Dishon “Shon” Spears was born in Los Angeles, California and has a twin brother named Divon. Dishon and his brother were diagnosed with Retinitis Pigmentosa (RP) in 1996 and, after high school, Dishon received blindness skills training to become an independent person. Following that, he attended Louisiana Tech University where his focus was in Psychology and Elementary Education. Dishon has worked for RTD and the Business Enterprise Program in addition to previously working in several areas at the Center including the summer youth program and as residential manager. Currently, Dishon is a Home Management instructor at the Center. He met his wife at the Center in 2010 and they married in 2012. Dishon works hard to insure that the students he is teaching leave with a great feeling of accomplishment and confidence as well as their newly found independence. Dishon’s interests include collecting die-cast model cars, cooking, and working out.

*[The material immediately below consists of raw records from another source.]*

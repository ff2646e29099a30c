//! Tool invocation errors.

use serde::{Deserialize, Serialize};
use weft_progress::{StepError, StepErrorKind};

/// Why a tool invocation did not produce output
#[derive(Debug, Clone, PartialEq, Eq, Serialize, Deserialize, thiserror::Error)]
#[serde(tag = "kind", rename_all = "camelCase")]
pub enum ToolError {
    /// No tool registered under the requested id
    #[error("tool not found: {tool}")]
    NotFound {
        /// Requested tool id
        tool: String,
    },

    /// The tool did not finish within its timeout
    #[error("tool '{tool}' timed out after {timeout_ms}ms in step '{step}'")]
    Timeout {
        /// Tool name
        tool: String,
        /// Step being executed
        step: String,
        /// Effective timeout
        timeout_ms: u64,
    },

    /// The tool returned an error
    #[error("tool '{tool}' failed in step '{step}': {message}")]
    Execution {
        /// Tool name
        tool: String,
        /// Step being executed
        step: String,
        /// The tool's error, with its cause chain
        message: String,
    },

    /// The tool aborted after cancellation was requested
    #[error("tool '{tool}' aborted on cancellation in step '{step}'")]
    Cancelled {
        /// Tool name
        tool: String,
        /// Step being executed
        step: String,
    },

    /// The tool panicked
    #[error("tool '{tool}' panicked in step '{step}': {message}")]
    Panicked {
        /// Tool name
        tool: String,
        /// Step being executed
        step: String,
        /// Panic payload, if it was a string
        message: String,
    },
}

impl ToolError {
    /// Per-step error class for progress events and reports
    #[must_use]
    pub const fn kind(&self) -> StepErrorKind {
        match self {
            Self::NotFound { .. } => StepErrorKind::ToolNotFound,
            Self::Timeout { .. } => StepErrorKind::ToolTimeout,
            Self::Execution { .. } => StepErrorKind::ToolExecutionError,
            Self::Cancelled { .. } => StepErrorKind::Cancelled,
            Self::Panicked { .. } => StepErrorKind::Panicked,
        }
    }

    /// Whether the error came from cooperative cancellation
    #[must_use]
    pub const fn is_cancellation(&self) -> bool {
        matches!(self, Self::Cancelled { .. })
    }
}

impl From<&ToolError> for StepError {
    fn from(err: &ToolError) -> Self {
        StepError::new(err.kind(), err.to_string())
    }
}

impl From<ToolError> for StepError {
    fn from(err: ToolError) -> Self {
        Self::from(&err)
    }
}

#[cfg(test)]
mod tests {
    use super::*;

    #[test]
    fn test_tool_error_display() {
        let err = ToolError::Timeout {
            tool: "tts".to_string(),
            step: "voice".to_string(),
            timeout_ms: 250,
        };
        assert_eq!(err.to_string(), "tool 'tts' timed out after 250ms in step 'voice'");
    }

    #[test]
    fn test_tool_error_to_step_error() {
        let err = ToolError::NotFound {
            tool: "ghost".to_string(),
        };
        let step_err = StepError::from(&err);

        assert_eq!(step_err.kind, StepErrorKind::ToolNotFound);
        assert_eq!(step_err.message, "tool not found: ghost");
    }

    #[test]
    fn test_tool_error_serde() {
        let err = ToolError::Cancelled {
            tool: "sleep".to_string(),
            step: "wait".to_string(),
        };
        let json = serde_json::to_value(&err).unwrap();
        assert_eq!(json["kind"], "cancelled");

        let back: ToolError = serde_json::from_value(json).unwrap();
        assert!(back.is_cancellation());
    }
}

Jennifer Spears holds the National Certification in Unified English Braille (NCUEB) and has been working as a Braille instructor at the Colorado Center for the Blind since 2010. She is a graduate of the Center and worked as a volunteer coordinator and assistant for two BELL programs at the National Center for the Blind in Baltimore, Maryland. She met her husband at the Center in 2010 and married in 2012. Jen enjoys swimming, reading and singing and has been involved in Denver area musical productions.
Carol Sprague has lived most of her life in Colorado. She graduated with a bachelor’s degree from Metropolitan State College and worked in public schools for many years. Carol began employment as the Administrative Coordinator at the Center in 2001. Her work has great variety including human resources, contracts, and conventions but mostly she enjoys working directly with students. Carol’s interests include traveling with her husband, visiting with family and friends, reading, and playing tennis. Together, Carol and her husband have four wonderful children.
Yolanda came to the Center as a volunteer in our Senior Program teaching technology. Retired as a Tech Instructor for the New Mexico Commission for the Blind, she soon agreed to devote three days a week teaching in the ITP program – but only on the condition that she be allowed to continue to work with seniors on Tuesday mornings.